Theodosia Ann Dean (29 March 1819 – 29 March 1843) was an English missionary to China where she founded and taught at a school. During her career of five years among the Chinese, she learned to read, write, and speak the Chinese language with rare accuracy for a foreigner.

==Biography==
Theodosia Ann Barker was born on 29 March 1819, at Thetford, England. She was the daughter of Edmund H. Barker, a scholar, and the editor and author of several literary works. She had an older sister.

Discovering in early life a love for books and a capacity for acquiring knowledge, the parents of Dean afforded her every opportunity for study, under their tutelage. From the age of thirteen to sixteen, she attended the boarding school in Bracondale, Norwich, kept by the nieces of Henry Kirke White. At the age of seventeen, after completing her studies, including learning several European languages, she started studying the Chinese language under the instruction of the Chinese professor in the University of London.
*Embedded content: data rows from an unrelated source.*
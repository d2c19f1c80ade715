//! Envelope: ordered keys plus pre/post behaviors, evaluated as a continuous
//! function of time.
//!
//! Evaluation is pure. Memoization lives in [`crate::cache::CachedEnvelope`].

use std::cmp::Ordering;

use serde::Serialize;

use crate::behavior::{range, Behavior};
use crate::config::EvalConfig;
use crate::error::EnvelopeError;
use crate::interp::functions::{
    bezier2_value, hermite_basis, incoming_tangent, outgoing_tangent,
};
use crate::keyframe::{Keyframe, Shape};

/// A scalar animation curve.
///
/// Keys are kept in the order they were inserted and must ascend in time.
/// A new envelope has no keys and `Reset` on both ends.
#[derive(Clone, Debug, Default, PartialEq, Serialize)]
pub struct Envelope {
    keys: Vec<Keyframe>,
    pre: Behavior,
    post: Behavior,
}

impl Envelope {
    pub fn new() -> Self {
        Self::default()
    }

    /// Build an envelope from a complete key list, checking the ordering invariant.
    pub fn from_keys(
        keys: Vec<Keyframe>,
        pre: Behavior,
        post: Behavior,
    ) -> Result<Self, EnvelopeError> {
        let env = Self { keys, pre, post };
        env.validate()?;
        Ok(env)
    }

    /// Append a key. The caller guarantees ascending time order; a key that
    /// breaks the order is still stored but logged.
    pub fn insert(&mut self, key: Keyframe) {
        if let Some(last) = self.keys.last() {
            if key.time.partial_cmp(&last.time) != Some(Ordering::Greater) {
                log::warn!(
                    "envelope key {} at time {} does not follow key at time {}",
                    self.keys.len(),
                    key.time,
                    last.time
                );
            }
        }
        self.keys.push(key);
    }

    /// Append a key, rejecting non-finite data and out-of-order times.
    pub fn try_insert(&mut self, key: Keyframe) -> Result<(), EnvelopeError> {
        let index = self.keys.len();
        if let Some(field) = key.non_finite_field() {
            return Err(EnvelopeError::NonFiniteKey { index, field });
        }
        if let Some(last) = self.keys.last() {
            if key.time <= last.time {
                return Err(EnvelopeError::UnsortedKey {
                    index,
                    time: key.time,
                    previous: last.time,
                });
            }
        }
        self.keys.push(key);
        Ok(())
    }

    pub fn set_behaviors(&mut self, pre: Behavior, post: Behavior) {
        self.pre = pre;
        self.post = post;
    }

    /// Check that every key is finite and strictly follows its predecessor.
    pub fn validate(&self) -> Result<(), EnvelopeError> {
        let mut previous: Option<f32> = None;
        for (index, key) in self.keys.iter().enumerate() {
            if let Some(field) = key.non_finite_field() {
                return Err(EnvelopeError::NonFiniteKey { index, field });
            }
            if let Some(previous) = previous {
                if key.time <= previous {
                    return Err(EnvelopeError::UnsortedKey {
                        index,
                        time: key.time,
                        previous,
                    });
                }
            }
            previous = Some(key.time);
        }
        Ok(())
    }

    #[inline]
    pub fn keys(&self) -> &[Keyframe] {
        &self.keys
    }

    #[inline]
    pub fn pre(&self) -> Behavior {
        self.pre
    }

    #[inline]
    pub fn post(&self) -> Behavior {
        self.post
    }

    #[inline]
    pub fn len(&self) -> usize {
        self.keys.len()
    }

    #[inline]
    pub fn is_empty(&self) -> bool {
        self.keys.is_empty()
    }

    /// Times of the first and last key, if any.
    pub fn time_range(&self) -> Option<(f32, f32)> {
        match (self.keys.first(), self.keys.last()) {
            (Some(first), Some(last)) => Some((first.time, last.time)),
            _ => None,
        }
    }

    /// Evaluate the curve at `time` with default numeric settings.
    #[inline]
    pub fn eval(&self, time: f32) -> f32 {
        self.eval_with(time, &EvalConfig::default())
    }

    /// Evaluate the curve at `time`.
    ///
    /// - No keys: 0.
    /// - One key: that key's value everywhere.
    /// - Outside the keyed span the pre/post behavior applies; periodic
    ///   behaviors fold time back into the span before interpolating.
    pub fn eval_with(&self, time: f32, cfg: &EvalConfig) -> f32 {
        let (first, last) = match self.keys.as_slice() {
            [] => return 0.0,
            [only] => return only.value,
            [first, .., last] => (first, last),
        };

        let mut time = time;
        let mut offset = 0.0;

        if time < first.time {
            match self.pre {
                Behavior::Reset => return 0.0,
                Behavior::Constant => return first.value,
                Behavior::Linear => return self.extend_before(time),
                periodic => (time, offset) = fold(periodic, time, first, last),
            }
        } else if time > last.time {
            match self.post {
                Behavior::Reset => return 0.0,
                Behavior::Constant => return last.value,
                Behavior::Linear => return self.extend_after(time),
                periodic => (time, offset) = fold(periodic, time, first, last),
            }
        }

        self.interpolate(time, offset, cfg)
    }

    /// Straight-line continuation before the first key, along its outgoing tangent.
    fn extend_before(&self, time: f32) -> f32 {
        debug_assert!(self.keys.len() >= 2, "linear extrapolation needs two keys");
        let first = &self.keys[0];
        let second = &self.keys[1];
        let slope = outgoing_tangent(None, first, second) / (second.time - first.time);
        first.value + slope * (time - first.time)
    }

    /// Straight-line continuation after the last key, along its incoming tangent.
    fn extend_after(&self, time: f32) -> f32 {
        debug_assert!(self.keys.len() >= 2, "linear extrapolation needs two keys");
        let n = self.keys.len();
        let prev = &self.keys[n - 2];
        let last = &self.keys[n - 1];
        let slope = incoming_tangent(prev, last, None) / (last.time - prev.time);
        last.value + slope * (time - last.time)
    }

    fn interpolate(&self, time: f32, offset: f32, cfg: &EvalConfig) -> f32 {
        if time.is_nan() {
            return f32::NAN;
        }

        let i = self
            .keys
            .windows(2)
            .position(|w| w[0].time <= time && time <= w[1].time)
            .unwrap_or_else(|| {
                panic!("envelope keys must be finite and ascending; no span contains time {time}")
            });
        let key0 = &self.keys[i];
        let key1 = &self.keys[i + 1];
        let prev = i.checked_sub(1).map(|j| &self.keys[j]);
        let next = self.keys.get(i + 2);

        // exact key hits also keep the division below away from zero-length spans
        if time == key0.time {
            return key0.value + offset;
        }
        if time == key1.time {
            return key1.value + offset;
        }

        let t = (time - key0.time) / (key1.time - key0.time);

        match key1.shape {
            Shape::Tcb | Shape::Hermite | Shape::Bezier1D => {
                let out = outgoing_tangent(prev, key0, key1);
                let inc = incoming_tangent(key0, key1, next);
                let (h1, h2, h3, h4) = hermite_basis(t);
                h1 * key0.value + h2 * key1.value + h3 * out + h4 * inc + offset
            }
            Shape::Bezier2D => bezier2_value(key0, key1, time, cfg) + offset,
            Shape::Linear => key0.value + t * (key1.value - key0.value) + offset,
            Shape::Stepped => key0.value + offset,
        }
    }
}

/// Fold an out-of-span time for a periodic behavior.
/// Returns the in-span time and the value offset to add to the result.
fn fold(behavior: Behavior, time: f32, first: &Keyframe, last: &Keyframe) -> (f32, f32) {
    let (folded, cycles) = range(time, first.time, last.time);
    match behavior {
        // mirrored about the span midpoint rather than about zero, so keys
        // starting after t=0 still fold back inside the span
        Behavior::Oscillate if cycles % 2 != 0 => (first.time + last.time - folded, 0.0),
        Behavior::OffsetRepeat => (folded, cycles as f32 * (last.value - first.value)),
        _ => (folded, 0.0),
    }
}

impl Extend<Keyframe> for Envelope {
    fn extend<I: IntoIterator<Item = Keyframe>>(&mut self, iter: I) {
        for key in iter {
            self.insert(key);
        }
    }
}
The following year, she was appointed to sail for China, under the patronage of the Society for Promotion of Female Education in the East. For a few months before her departure, Dean prepared for her voyage and spent time with home friends.

On 9 August 1837, Dean left Hackney and proceeded via steamer to Gravesend, from where she immediately embarked on board the ship Hashemy. She enjoyed the companionship of fellow-voyagers from England to Batavia, but on to China, she was a lone passenger.

On reaching Macau, she became a member in the family of Rev. Karl Gützlaff, and continued her study of the Chinese language. In March 1838, at Macau, she married Rev. William Dean of the American Baptist Foreign Mission Society. Together, they proceeded to Bangkok, Siam, where she soon established a Chinese school and provided instruction for the next five years. Through her teaching and study, Dean became well-versed in speaking and reading the Chinese language.

The health of her husband failing at Bangkok, she sailed with him for China in 1841, where they arrived in May 1842 at Macao, at which place their daughter was born. In the latter part of October 1842, she took up her residence at British Hong Kong. Here, she and her husband, who was affiliated with the American Baptist Mission, organized a new Chinese church, and planted a new station for the class of Chinese speaking the Tie Chiú dialect.

==Death and legacy==
On 21 March 1843, in Hong Kong, she became ill with an attack of smallpox, and died on 29 March 1843, her 24th birthday.

In 1851, Francis Pharcellus Church published her biography, Notices of the Life of Theodosia Ann Barker Dean, wife of Rev. William Dean, Missionary to China.